Ashish Anand <[email protected]> writes:
> Currently, QEMU implements the 'Wait For Event' (WFE) instruction as a
> simple yield. This causes high host CPU usage because guest
> RTOS idle loops effectively become busy-wait loops.
>
> To improve efficiency, this patch transitions WFE to use the architectural
> 'Halt' state (EXCP_HLT) for M-profile CPUs. This allows the host thread
> to sleep when the guest is idle.
>
> To support this transition, we implement the full architectural behavior
> required for WFE, specifically the 'Event Register', 'SEVONPEND' logic,
> and 'R_BPBR' exception handling requirements defined in the ARM
> Architecture Reference Manual.
>
> This patch enables resource-efficient idle emulation for Cortex-M.
>
> Signed-off-by: Ashish Anand <[email protected]>
> ---
> Changes in v2:
> 1. Added R_BPBR handling as required by the Armv8-M architecture.
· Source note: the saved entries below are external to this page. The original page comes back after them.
//! 90-day projection
//!
//! Simulates weekly steps toward the personalized targets, scaled by an assumed
//! compliance rate. Weight moves at a BMI-banded weekly rate with a cumulative
//! loss cap; BMI is always recomputed from the projected weight. The health
//! score is the same composite used for the initial overall score, recomputed
//! from projected component metrics.

use crate::config::{EngineConfig, STEP_CEILING};
use crate::risk::{bmi, bmi_category};
use crate::scoring::{
    composite_score, exercise_score_from_steps, hydration_score_from_liters, overall_score,
    round_to, sleep_score_from_hours,
};
use crate::targets::healthy_weight_bounds;
use crate::types::{
    BmiCategory, EnergyLevel, HealthMetrics, LifestyleFactors, MetricProjection,
    NinetyDayProjection, PersonalizedTargets, ProfileInput, SocialSupport, StressLevel,
    UrgencyLevel,
};

/// Nutrition score the plan steers toward
const NUTRITION_TARGET_SCORE: f64 = 8.0;

/// Energy gained per point of improvement in each component score
const ENERGY_PER_SLEEP_POINT: f64 = 1.0;
const ENERGY_PER_HYDRATION_POINT: f64 = 0.5;
const ENERGY_PER_EXERCISE_POINT: f64 = 0.3;
const ENERGY_MAX: f64 = 10.0;

/// Inputs to the projection calculator
#[derive(Debug, Clone, Copy)]
pub struct ProjectionInputs<'a> {
    pub weight_kg: f64,
    pub height_cm: f64,
    pub metrics: HealthMetrics,
    pub lifestyle: LifestyleFactors,
    pub targets: &'a PersonalizedTargets,
}

impl<'a> ProjectionInputs<'a> {
    pub fn from_profile(profile: &ProfileInput, targets: &'a PersonalizedTargets) -> Self {
        Self {
            weight_kg: profile.demographics.weight_kg,
            height_cm: profile.demographics.height_cm,
            metrics: profile.health_metrics,
            lifestyle: profile.lifestyle,
            targets,
        }
    }
}

/// Project every tracked metric over the configured window
pub fn calculate_ninety_day_projection(
    inputs: &ProjectionInputs<'_>,
    config: &EngineConfig,
) -> NinetyDayProjection {
    let compliance = compliance_rate(&inputs.lifestyle, config);
    let targets = inputs.targets;

    let current_weight = round_to(inputs.weight_kg, 1);
    let projected_weight = round_to(
        project_weight(inputs.weight_kg, inputs.height_cm, compliance, config),
        1,
    );
    let current_bmi = round_to(bmi(inputs.weight_kg, inputs.height_cm), 1);
    let projected_bmi = round_to(bmi(projected_weight, inputs.height_cm), 1);

    let sleep_current = targets.sleep.current_hours;
    let sleep_projected = project_sleep(sleep_current, targets.sleep.target_hours, compliance, config);

    let hydration_current = targets.hydration.current_liters;
    let hydration_projected = round_to(
        move_toward(hydration_current, targets.hydration.target_liters, compliance),
        1,
    );

    let steps_current = f64::from(targets.steps.current_steps);
    let steps_projected = project_steps(steps_current, f64::from(targets.steps.target_steps), compliance);

    let energy = project_energy(
        inputs.lifestyle.energy_level,
        (sleep_current, sleep_projected),
        (hydration_current, hydration_projected),
        (steps_current, steps_projected),
    );

    let health_current = overall_score(&inputs.metrics);
    let health_projected = project_health_score(
        &inputs.metrics,
        sleep_projected,
        hydration_projected,
        steps_projected,
        compliance,
    )
    .max(health_current);

    NinetyDayProjection {
        weeks: config.projection.weeks,
        compliance_rate: compliance,
        weight: MetricProjection::new(current_weight, projected_weight),
        bmi: MetricProjection::new(current_bmi, projected_bmi),
        sleep: MetricProjection::new(sleep_current, sleep_projected),
        energy_level: energy,
        health_score: MetricProjection::new(health_current, health_projected),
        hydration: MetricProjection::new(hydration_current, hydration_projected),
        steps: MetricProjection::new(steps_current, steps_projected),
    }
}

/// Fraction of the plan the user is expected to follow
pub fn compliance_rate(lifestyle: &LifestyleFactors, config: &EngineConfig) -> f64 {
    let projection = &config.projection;
    let mut rate = match lifestyle.urgency_level {
        UrgencyLevel::Low => projection.compliance_low_urgency,
        UrgencyLevel::Medium => projection.compliance_medium_urgency,
        UrgencyLevel::High => projection.compliance_high_urgency,
    };
    if lifestyle.stress_level == StressLevel::High {
        rate -= 0.05;
    }
    if lifestyle.social_support == SocialSupport::Supported {
        rate += 0.05;
    }
    round_to(
        rate.clamp(projection.compliance_min, projection.compliance_max),
        2,
    )
}

/// Simulate weekly weight change and return the final weight (unrounded)
pub fn project_weight(weight_kg: f64, height_cm: f64, compliance: f64, config: &EngineConfig) -> f64 {
    weight_trajectory(weight_kg, height_cm, compliance, config)
        .last()
        .copied()
        .unwrap_or(weight_kg)
}

/// Weekly weights after each simulated week
pub fn weight_trajectory(
    weight_kg: f64,
    height_cm: f64,
    compliance: f64,
    config: &EngineConfig,
) -> Vec<f64> {
    let projection = &config.projection;
    let (min_kg, max_kg) = healthy_weight_bounds(height_cm);
    let category = bmi_category(bmi(weight_kg, height_cm));
    let max_loss = weight_kg * projection.max_loss_fraction;
    let midpoint = (min_kg + max_kg) / 2.0;

    let weekly_delta = match category {
        BmiCategory::Underweight => projection.underweight_gain_kg_per_week * compliance,
        BmiCategory::Normal => {
            let direction = (midpoint - weight_kg).signum();
            direction * projection.healthy_drift_kg_per_week * compliance
        }
        BmiCategory::Overweight => -projection.overweight_loss_kg_per_week * compliance,
        BmiCategory::Obese => -projection.obese_loss_kg_per_week * compliance,
        BmiCategory::SeverelyObese => -projection.severely_obese_loss_kg_per_week * compliance,
    };

    let mut weight = weight_kg;
    let mut trajectory = Vec::with_capacity(projection.weeks as usize);
    for _ in 0..projection.weeks {
        weight += weekly_delta;
        weight = match category {
            BmiCategory::Underweight => weight.min(max_kg),
            BmiCategory::Normal => {
                // drift toward the midpoint without crossing it
                if weekly_delta > 0.0 {
                    weight.min(midpoint.max(weight_kg))
                } else {
                    weight.max(midpoint.min(weight_kg))
                }
            }
            _ => weight.max(weight_kg - max_loss).max(min_kg),
        };
        trajectory.push(weight);
    }
    trajectory
}

/// Sleep moves a compliance-weighted share of the gap and never regresses
fn project_sleep(current: f64, target: f64, compliance: f64, config: &EngineConfig) -> f64 {
    if current >= target {
        return current.min(config.sleep_ceiling_hours);
    }
    let projected = (current + (target - current) * compliance).min(config.sleep_ceiling_hours);
    round_to(projected.max(current), 1)
}

/// Caps below the current count apply from the first week
fn project_steps(current: f64, target: f64, compliance: f64) -> f64 {
    let projected = if target < current {
        target
    } else {
        (move_toward(current, target, compliance) / 10.0).round() * 10.0
    };
    projected.min(f64::from(STEP_CEILING))
}

fn move_toward(current: f64, target: f64, compliance: f64) -> f64 {
    current + (target - current) * compliance
}

fn energy_base(level: EnergyLevel) -> f64 {
    match level {
        EnergyLevel::Low => 3.0,
        EnergyLevel::Medium => 6.0,
        EnergyLevel::High => 8.0,
    }
}

/// Energy derived from improvement in sleep, hydration and exercise
fn project_energy(
    level: EnergyLevel,
    sleep: (f64, f64),
    hydration: (f64, f64),
    steps: (f64, f64),
) -> MetricProjection {
    let current = energy_base(level);
    let sleep_gain = (sleep_score_from_hours(sleep.1) - sleep_score_from_hours(sleep.0)).max(0.0);
    let hydration_gain =
        (hydration_score_from_liters(hydration.1) - hydration_score_from_liters(hydration.0)).max(0.0);
    let exercise_gain =
        (exercise_score_from_steps(steps.1) - exercise_score_from_steps(steps.0)).max(0.0);

    let projected = current
        + ENERGY_PER_SLEEP_POINT * sleep_gain
        + ENERGY_PER_HYDRATION_POINT * hydration_gain
        + ENERGY_PER_EXERCISE_POINT * exercise_gain;

    MetricProjection::new(current, round_to(projected.min(ENERGY_MAX), 1))
}

fn project_health_score(
    metrics: &HealthMetrics,
    sleep_hours: f64,
    hydration_liters: f64,
    steps: f64,
    compliance: f64,
) -> f64 {
    let sleep = sleep_score_from_hours(sleep_hours).max(f64::from(metrics.sleep));
    let hydration = hydration_score_from_liters(hydration_liters).max(f64::from(metrics.hydration));
    let exercise = exercise_score_from_steps(steps).max(f64::from(metrics.exercise));
    let nutrition_current = f64::from(metrics.nutrition);
    let nutrition =
        nutrition_current + (NUTRITION_TARGET_SCORE - nutrition_current).max(0.0) * compliance;

    composite_score([hydration, sleep, exercise, nutrition])
}

#[cfg(test)]
mod tests {
    use super::*;
    use crate::targets::{calculate_all_targets, TargetInputs};
    use crate::types::{ConditionAnalysis, Gender};

    fn project(
        age: u32,
        weight: f64,
        height: f64,
        metrics: HealthMetrics,
        lifestyle: LifestyleFactors,
        conditions: &ConditionAnalysis,
    ) -> NinetyDayProjection {
        let config = EngineConfig::default();
        let targets = calculate_all_targets(
            &TargetInputs {
                age,
                gender: Gender::Female,
                weight_kg: weight,
                height_cm: height,
                metrics,
                conditions,
            },
            &config,
        );
        calculate_ninety_day_projection(
            &ProjectionInputs {
                weight_kg: weight,
                height_cm: height,
                metrics,
                lifestyle,
                targets: &targets,
            },
            &config,
        )
    }

    fn default_projection(weight: f64, height: f64) -> NinetyDayProjection {
        project(
            45,
            weight,
            height,
            HealthMetrics::uniform(5),
            LifestyleFactors::default(),
            &ConditionAnalysis::default(),
        )
    }

    #[test]
    fn test_underweight_gains() {
        let projection = default_projection(50.0, 170.0);
        assert!(projection.weight.projected > 50.0);
        assert!(projection.bmi.projected > projection.bmi.current);
    }

    #[test]
    fn test_severely_obese_loses_within_cap() {
        let projection = default_projection(100.0, 165.0);
        assert!(projection.weight.projected < 100.0);
        assert!(projection.bmi.projected < projection.bmi.current);
        let loss = projection.weight.current - projection.weight.projected;
        assert!(loss <= 100.0 * 0.12);
    }

    #[test]
    fn test_loss_cap_binds_for_fast_rates() {
        let mut config = EngineConfig::default();
        config.projection.severely_obese_loss_kg_per_week = 1.0;
        config.projection.compliance_medium_urgency = 0.95;
        let projected = project_weight(90.0, 150.0, 0.95, &config);
        assert!((90.0 - projected) <= 9.0 + 1e-9);
    }

    #[test]
    fn test_healthy_weight_drift_is_bounded() {
        let projection = default_projection(60.0, 175.0);
        let drift = (projection.weight.projected - projection.weight.current).abs();
        assert!(drift <= 0.1 * 13.0 + 0.05);
        let bmi = projection.bmi.projected;
        assert!((18.5..25.0).contains(&bmi));
    }

    #[test]
    fn test_bmi_consistent_with_weight() {
        for (weight, height) in [(50.0, 170.0), (100.0, 165.0), (72.0, 180.0), (130.0, 190.0)] {
            let projection = default_projection(weight, height);
            let expected = projection.weight.projected / (height / 100.0_f64).powi(2);
            assert!((projection.bmi.projected - expected).abs() <= 0.2);
        }
    }

    #[test]
    fn test_sleep_never_regresses_when_optimal() {
        let projection = project(
            40,
            70.0,
            175.0,
            HealthMetrics::uniform(9),
            LifestyleFactors::default(),
            &ConditionAnalysis::default(),
        );
        assert!(projection.sleep.projected >= projection.sleep.current);
        assert_eq!(projection.sleep.projected, 8.5);
    }

    #[test]
    fn test_sleep_improves_toward_target() {
        let projection = default_projection(70.0, 175.0);
        assert!(projection.sleep.projected > projection.sleep.current);
        assert!(projection.sleep.projected <= 9.0);
    }

    #[test]
    fn test_energy_capped_at_ten() {
        let lifestyle = LifestyleFactors {
            energy_level: EnergyLevel::High,
            urgency_level: UrgencyLevel::High,
            ..LifestyleFactors::default()
        };
        let projection = project(
            20,
            70.0,
            175.0,
            HealthMetrics::uniform(1),
            lifestyle,
            &ConditionAnalysis::default(),
        );
        assert!(projection.energy_level.projected <= 10.0);
        assert!(projection.energy_level.projected > projection.energy_level.current);
    }

    #[test]
    fn test_health_score_does_not_decrease() {
        let heart = ConditionAnalysis::classify(&["heart_condition"], false);
        let projection = project(
            30,
            70.0,
            175.0,
            HealthMetrics::uniform(9),
            LifestyleFactors::default(),
            &heart,
        );
        assert!(projection.health_score.projected >= projection.health_score.current);
        assert_eq!(projection.steps.projected, 6_000.0);
    }

    #[test]
    fn test_compliance_rate_bounds() {
        let config = EngineConfig::default();
        let mut lifestyle = LifestyleFactors {
            urgency_level: UrgencyLevel::High,
            social_support: SocialSupport::Supported,
            ..LifestyleFactors::default()
        };
        assert_eq!(compliance_rate(&lifestyle, &config), 0.9);

        lifestyle.urgency_level = UrgencyLevel::Low;
        lifestyle.social_support = SocialSupport::Unsupported;
        lifestyle.stress_level = StressLevel::High;
        assert_eq!(compliance_rate(&lifestyle, &config), 0.55);
    }

    #[test]
    fn test_trajectory_has_one_entry_per_week() {
        let config = EngineConfig::default();
        let trajectory = weight_trajectory(100.0, 165.0, 0.75, &config);
        assert_eq!(trajectory.len(), 13);
        assert!(trajectory.windows(2).all(|w| w[1] <= w[0]));
    }

    #[test]
    fn test_sleep_projection_respects_configured_ceiling() {
        let default = EngineConfig::default();
        assert_eq!(project_sleep(9.0, 8.0, 0.75, &default), 9.0);

        let mut config = EngineConfig::default();
        config.sleep_ceiling_hours = 8.0;
        assert_eq!(project_sleep(9.0, 8.0, 0.75, &config), 8.0);
        assert_eq!(project_sleep(6.0, 8.5, 1.0, &config), 8.0);
    }
}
> 2. Unified pending-state updates to detect interrupt transitions for
> SEVONPEND.
> 3. Moved the Event Register to the top-level ARM CPU state, since it is
> architecturally shared between A-profile and M-profile CPUs.
> 4. Updated migration handling to be profile-agnostic so the state can be
> reused if A-profile WFE support is implemented in the future.
> 5. Added CONFIG_USER_ONLY handling for WFE/SEV and tightened profile checks.
> 6. Addressed review comments and fixes raised during v1 discussion.
>
> Link to v1 -
> https://lore.kernel.org/qemu-devel/[email protected]/
>
>
<snip>
>
> + /*
> + * The event register is shared by all ARM profiles (A/R/M),
> + * so it is stored in the top-level CPU state.
> + * WFE/SEV handling is currently implemented only for M-profile.
> + */
> + uint32_t event_register;
> +
Looking at the Arm ARM for armv8m it says:
The Event register is a single-bit register for each PE in the system.
Software cannot read, and cannot write to, the Event register directly.
So I wonder if this could simply be a bool - and in that case some of
the logic simplifies.
> /* Fields up to this point are cleared by a CPU reset */
> struct {} end_reset_fields;
>
> diff --git a/target/arm/machine.c b/target/arm/machine.c
> index 0befdb0b28..814a74745f 100644
> --- a/target/arm/machine.c
> +++ b/target/arm/machine.c
> @@ -508,6 +508,24 @@ static const VMStateDescription vmstate_m_mve = {
> },
> };
>
> +static bool event_needed(void *opaque)
> +{
> + ARMCPU *cpu = opaque;
> + /* Only save the state if the event register is set (non-zero) */
> + return cpu->env.event_register != 0;
> +}
> +
> +static const VMStateDescription vmstate_event = {
> + .name = "cpu/event",
> + .version_id = 1,
> + .minimum_version_id = 1,
> + .needed = event_needed,
> + .fields = (const VMStateField[]) {
> + VMSTATE_UINT32(env.event_register, ARMCPU),
> + VMSTATE_END_OF_LIST()
> + }
> +};
> +
> static const VMStateDescription vmstate_m = {
> .name = "cpu/m",
> .version_id = 4,
> @@ -1210,6 +1228,7 @@ const VMStateDescription vmstate_arm_cpu = {
> &vmstate_wfxt_timer,
> &vmstate_syndrome64,
> &vmstate_pstate64,
> + &vmstate_event,
> NULL
> }
> };
> diff --git a/target/arm/tcg/helper.h b/target/arm/tcg/helper.h
> index 4636d1bc03..5a10a9fba3 100644
> --- a/target/arm/tcg/helper.h
> +++ b/target/arm/tcg/helper.h
> @@ -60,6 +60,7 @@ DEF_HELPER_1(yield, void, env)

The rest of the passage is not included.